G492 Access to palivizumab against respiratory syncytial virus in high-risk children in england

Abstract

Aims Bronchiolitis due to respiratory syncytial virus (RSV) is a leading cause of hospitalisations in infants. High-risk babies are eligible for passive RSV immunisation throughout the RSV season (October to March in England) using palivizumab (Synagis®, MedImmune), a humanised monoclonal antibody. There is currently no data on access to palivizumab in high-risk children in England. This study aimed to explore factors associated with uptake of palivizumab in English hospitals. Methods We used the Hospital Treatment Insights (HTI), database containing hospital admission records linked to hospital pharmacy data for 43 acute hospital trusts in England in 2010–2016. We identified eligible children if their medical records indicated chronic lung disease (CLD), congenital heart disease (CHD), severe immunodeficiency, and they met additional criteria based on their gestational age at birth and age at the start of RSV season.
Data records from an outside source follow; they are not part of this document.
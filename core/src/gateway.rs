//! Front-facing dispatcher. Every entry point shares the same preamble:
//! derive the identity, secure the workspace, materialise credentials and
//! assemble the settings/MCP documents; the modes differ only in how the
//! agent subprocess is run.

use std::collections::HashMap;
use std::path::PathBuf;
use std::sync::Arc;

use serde_json::Value;
use tokio::sync::mpsc;
use tracing::debug;
use tracing::error;
use tracing::info;
use uuid::Uuid;

use crate::config::GatewayConfig;
use crate::credentials;
use crate::credentials::CredentialBundle;
use crate::error::GatewayErr;
use crate::error::Result;
use crate::identity::UserIdentity;
use crate::invocation;
use crate::invocation::InvocationSpec;
use crate::mcp;
use crate::mcp::McpServerSpec;
use crate::policy::PolicyDocument;
use crate::pool::AgentPool;
use crate::pool::PoolStats;
use crate::pool::spawn_stream;
use crate::pool::terminate_child;
use crate::pool::write_turn;
use crate::protocol::AgentMessage;
use crate::protocol::error_event;
use crate::protocol::is_result_event;
use crate::workspace::WorkspaceManager;

/// Size of the per-request event channels handed to callers.
const CHANNEL_CAPACITY: usize = 128;

/// One conversational request against the gateway.
#[derive(Debug, Clone)]
pub struct MessageRequest {
    pub credentials: CredentialBundle,
    pub messages: Vec<AgentMessage>,
    /// Alias (`opus`/`sonnet`/`haiku`) or concrete model id.
    pub model: String,
    pub session_id: Option<String>,
    /// Auto-generate a session id when none was supplied, so a follow-up
    /// request can resume the conversation.
    pub persist_session: bool,
    pub mcp_servers: HashMap<String, McpServerSpec>,
    /// Replaces the tier-derived permission rules when set.
    pub override_permissions: Option<PolicyDocument>,
}

impl MessageRequest {
    pub fn new(credentials: CredentialBundle, messages: Vec<AgentMessage>) -> Self {
        Self {
            credentials,
            messages,
            model: "sonnet".to_string(),
            session_id: None,
            persist_session: false,
            mcp_servers: HashMap::new(),
            override_permissions: None,
        }
    }
}

struct PreparedRequest {
    user: UserIdentity,
    session_id: Option<String>,
    spec: InvocationSpec,
}

pub struct Gateway {
    config: GatewayConfig,
    workspaces: WorkspaceManager,
    pool: Arc<AgentPool>,
}

impl Gateway {
    /// Must be constructed inside a Tokio runtime: the pool reaper task is
    /// spawned here.
    pub fn new(config: GatewayConfig) -> Result<Self> {
        let workspaces = WorkspaceManager::new(&config.workspaces_root)?;
        let pool = Arc::new(AgentPool::new(
            config.max_idle_time,
            config.cleanup_interval,
        ));
        pool.spawn_reaper();
        info!(
            "gateway initialised (workspaces root: {}, policy tier: {:?})",
            config.workspaces_root.display(),
            config.policy_tier
        );
        Ok(Self {
            config,
            workspaces,
            pool,
        })
    }

    /// Shared per-request setup: identity, workspace, credentials on disk,
    /// policy/settings/MCP documents, resolved session.
    fn prepare(&self, request: &MessageRequest) -> Result<PreparedRequest> {
        request.credentials.validate()?;
        for spec in request.mcp_servers.values() {
            spec.validate()?;
        }

        let user = UserIdentity::from_token(&request.credentials.access_token);
        debug!("processing request for user {}", user.masked());

        let workspace = self.workspaces.ensure(&user)?;
        credentials::materialize(&workspace, &request.credentials)?;

        let permissions = match &request.override_permissions {
            Some(doc) => doc.clone(),
            None => PolicyDocument::for_tier(
                self.config.policy_tier,
                self.workspaces.root(),
                &workspace,
            ),
        };
        let settings_json = mcp::build_settings(&request.credentials, Some(&permissions))?;
        let mcp_config_json =
            mcp::build_mcp_config(&workspace, &self.config.bridge_bin, &request.mcp_servers)?;

        let session_id = match (&request.session_id, request.persist_session) {
            (Some(id), _) => Some(id.clone()),
            (None, true) => Some(format!("{}-conv-{}", user.as_str(), Uuid::new_v4())),
            (None, false) => None,
        };
        // `--resume` for a session the agent has never seen makes it abort,
        // so only resume sessions with persisted state on disk.
        let resume_session = session_id
            .as_deref()
            .filter(|id| {
                invocation::session_exists(&workspace.join(credentials::CREDENTIALS_DIR), id)
            })
            .map(str::to_string);
        if let Some(session) = &resume_session {
            debug!("resuming existing session: {session}");
        }

        Ok(PreparedRequest {
            user,
            session_id,
            spec: InvocationSpec {
                agent_bin: self.config.agent_bin.clone(),
                workspace,
                model: request.model.clone(),
                resume_session,
                settings_json,
                mcp_config_json,
            },
        })
    }

    /// Single-shot execution: one subprocess, one JSON envelope back.
    pub async fn create_message(&self, request: MessageRequest) -> Result<Value> {
        let prepared = self.prepare(&request)?;
        invocation::run_single_shot(&prepared.spec, &request.messages, self.config.agent_timeout)
            .await
    }

    /// Streaming execution with a subprocess dedicated to this request.
    /// The subprocess is terminated when the turn completes or the caller
    /// stops listening.
    pub async fn create_message_streaming(
        &self,
        request: MessageRequest,
    ) -> Result<mpsc::Receiver<Value>> {
        let prepared = self.prepare(&request)?;
        let (tx, rx) = mpsc::channel(CHANNEL_CAPACITY);
        let messages = request.messages;
        tokio::spawn(async move {
            run_dedicated_stream(prepared.spec, messages, tx).await;
        });
        Ok(rx)
    }

    /// Streaming execution against the user's pooled subprocess. The
    /// subprocess stays alive afterwards; only the idle reaper terminates
    /// it.
    pub async fn create_message_pooled(
        &self,
        request: MessageRequest,
    ) -> Result<mpsc::Receiver<Value>> {
        let prepared = self.prepare(&request)?;
        let (tx, rx) = mpsc::channel(CHANNEL_CAPACITY);
        let pool = Arc::clone(&self.pool);
        let messages = request.messages;
        tokio::spawn(async move {
            let result = pool
                .dispatch(
                    &prepared.user,
                    &prepared.spec,
                    prepared.session_id.as_deref(),
                    &messages,
                    &tx,
                )
                .await;
            if let Err(err) = result {
                error!("pooled request failed: {err}");
                let _ = tx
                    .send(error_event(&err.to_string(), "pooled_request_error"))
                    .await;
            }
        });
        Ok(rx)
    }

    /// Workspace path for a token's owner, creating the tree on first use.
    /// Useful for external filesystem operations such as uploads.
    pub fn workspace_path(&self, access_token: &str) -> Result<PathBuf> {
        let user = UserIdentity::from_token(access_token);
        self.workspaces.ensure(&user)
    }

    /// Destroys a user's workspace, terminating their pooled agent first.
    /// Destructive and irreversible, hence the explicit confirmation.
    pub async fn destroy_workspace(&self, access_token: &str, confirm: bool) -> Result<()> {
        if !confirm {
            return Err(GatewayErr::Config(
                "workspace destruction requires confirm=true".to_string(),
            ));
        }
        let user = UserIdentity::from_token(access_token);
        self.pool.remove(&user).await;
        credentials::destroy(&self.workspaces.get(&user));
        self.workspaces.destroy(&user, true)
    }

    pub async fn pool_stats(&self) -> PoolStats {
        self.pool.stats().await
    }
}

/// Drives one dedicated streaming subprocess: send the turn, forward
/// events until `result` or EOF, then terminate the agent in every exit
/// path.
async fn run_dedicated_stream(
    spec: InvocationSpec,
    messages: Vec<AgentMessage>,
    out: mpsc::Sender<Value>,
) {
    let mut stream = match spawn_stream(&spec) {
        Ok(stream) => stream,
        Err(err) => {
            let _ = out
                .send(error_event(&err.to_string(), "spawn_error"))
                .await;
            return;
        }
    };

    if let Err(err) = write_turn(&mut stream.stdin, &messages).await {
        let _ = out
            .send(error_event(
                &format!("failed to send message: {err}"),
                "stdin_error",
            ))
            .await;
        terminate_child(&mut stream.child).await;
        return;
    }

    loop {
        if let Ok(err) = stream.errors.try_recv() {
            let _ = out.send(error_event(&err, "stream_error")).await;
            break;
        }
        match tokio::time::timeout(std::time::Duration::from_millis(100), stream.events.recv())
            .await
        {
            Ok(Some(event)) => {
                let is_result = is_result_event(&event);
                if out.send(event).await.is_err() || is_result {
                    break;
                }
            }
            Ok(None) => break,
            Err(_) => continue,
        }
    }

    terminate_child(&mut stream.child).await;
    debug!("dedicated stream finished");
}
We calculated the proportion of children prescribed at least one dose of palivizumab in their first RSV season according to the child’s gestational age, birth weight, sex, ethnicity, age, and presence of CLD, CHD and severe immunodeficiency. We used logistic regression models to determine which of these risk factors were independently associated with the highest odds of treatment. Results We identified 7078 eligible children, of which 4802 had complete information on all risk factors of interest. 83% of eligible children had CHD, and 46% had CLD. Palivizumab was prescribed to 18% (876) of eligible children; uptake ranged from 0% to over 40% between hospital trusts. The adjusted odds of treatment were four times higher for children with CLD compared to children without CLD (odds ratio 4.19, 95% confidence interval 2.91–6.02) and 90% higher for children with severe immunodeficiency compared to children without (1.89, 0.98–3.62). There was no difference in odds of treatment between eligible children with and without CHD (0.94, 0.77–1.15). Conclusion We found that palivizumab is infrequently prescribed to eligible children. Further research is needed to explore variation in prescribing between hospitals and to examine whether long-term respiratory outcomes vary according to palivizumab treatment in this group of high-risk children.